EXERCISE DATA:
== Segment start ==
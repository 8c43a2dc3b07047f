//! Configuration for the DevStatus engine.

use serde::{Deserialize, Serialize};
use std::path::PathBuf;
use std::time::Duration;

use devstatus_agent::AnalyzerSettings;

use crate::activity::DEFAULT_ACTIVITY_CAPACITY;

/// Configuration for a dashboard engine.
#[derive(Debug, Clone, Serialize, Deserialize)]
#[serde(default)]
pub struct EngineConfig {
    /// Project the status records belong to
    pub project_id: String,
    /// Environment selected at startup (id or name)
    pub initial_environment: String,
    /// Operator identity used for manual changes
    pub operator: OperatorConfig,
    /// Activity feed configuration
    pub activity: ActivityConfig,
    /// Rule matcher configuration
    pub rules: RulesConfig,
    /// Manifest analyzer selection
    pub analyzer: AnalyzerSettings,
    /// Persistence configuration
    pub persistence: PersistenceConfig,
    /// General settings
    pub general: GeneralConfig,
    /// YAML catalog to use instead of the built-in one
    pub catalog_path: Option<PathBuf>,
}

impl Default for EngineConfig {
    fn default() -> Self {
        Self {
            project_id: "p1".to_string(),
            initial_environment: "e1".to_string(),
            operator: OperatorConfig::default(),
            activity: ActivityConfig::default(),
            rules: RulesConfig::default(),
            analyzer: AnalyzerSettings::default(),
            persistence: PersistenceConfig::default(),
            general: GeneralConfig::default(),
            catalog_path: None,
        }
    }
}

impl EngineConfig {
    /// Load config from YAML.
    pub fn from_yaml(yaml: &str) -> Result<Self, serde_yaml::Error> {
        serde_yaml::from_str(yaml)
    }

    /// Serialize to YAML.
    pub fn to_yaml(&self) -> Result<String, serde_yaml::Error> {
        serde_yaml::to_string(self)
    }
}

/// Who manual updates and comments are attributed to.
#[derive(Debug, Clone, Serialize, Deserialize)]
#[serde(default)]
pub struct OperatorConfig {
    /// Stored in `lastUpdatedBy` and `verifiedBy`
    pub id: String,
    /// Shown as history actor and comment author
    pub display_name: String,
}

impl Default for OperatorConfig {
    fn default() -> Self {
        Self {
            id: "user_1".to_string(),
            display_name: "User (JD)".to_string(),
        }
    }
}

/// Activity feed configuration.
#[derive(Debug, Clone, Serialize, Deserialize)]
#[serde(default)]
pub struct ActivityConfig {
    /// Maximum entries retained
    pub capacity: usize,
}

impl Default for ActivityConfig {
    fn default() -> Self {
        Self {
            capacity: DEFAULT_ACTIVITY_CAPACITY,
        }
    }
}

/// Rule matcher configuration.
#[derive(Debug, Clone, Serialize, Deserialize)]
#[serde(default)]
pub struct RulesConfig {
    /// Delay before the quick-fix effect lands (ms)
    pub quick_fix_delay_ms: u64,
    /// Agent id whose CI events are treated as webhooks
    pub webhook_agent_id: String,
}

impl RulesConfig {
    pub fn quick_fix_delay(&self) -> Duration {
        Duration::from_millis(self.quick_fix_delay_ms)
    }
}

impl Default for RulesConfig {
    fn default() -> Self {
        Self {
            quick_fix_delay_ms: 2000,
            webhook_agent_id: "webhook".to_string(),
        }
    }
}

/// Persistence configuration.
#[derive(Debug, Clone, Serialize, Deserialize)]
#[serde(default)]
pub struct PersistenceConfig {
    /// Key prefix for the stored collections
    pub namespace: String,
    /// Directory for the file store; in-memory when unset
    pub data_dir: Option<PathBuf>,
}

impl Default for PersistenceConfig {
    fn default() -> Self {
        Self {
            namespace: "devstatus".to_string(),
            data_dir: None,
        }
    }
}

/// General settings.
#[derive(Debug, Clone, Serialize, Deserialize)]
#[serde(default)]
pub struct GeneralConfig {
    /// Log level
    pub log_level: String,
}

impl Default for GeneralConfig {
    fn default() -> Self {
        Self {
            log_level: "info".to_string(),
        }
    }
}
== Segment end ==
WHAT IS NEEDED: Go over the records above and tally each line that includes "Option". Give the total by itself.

REPLY TO THE EXERCISE: 2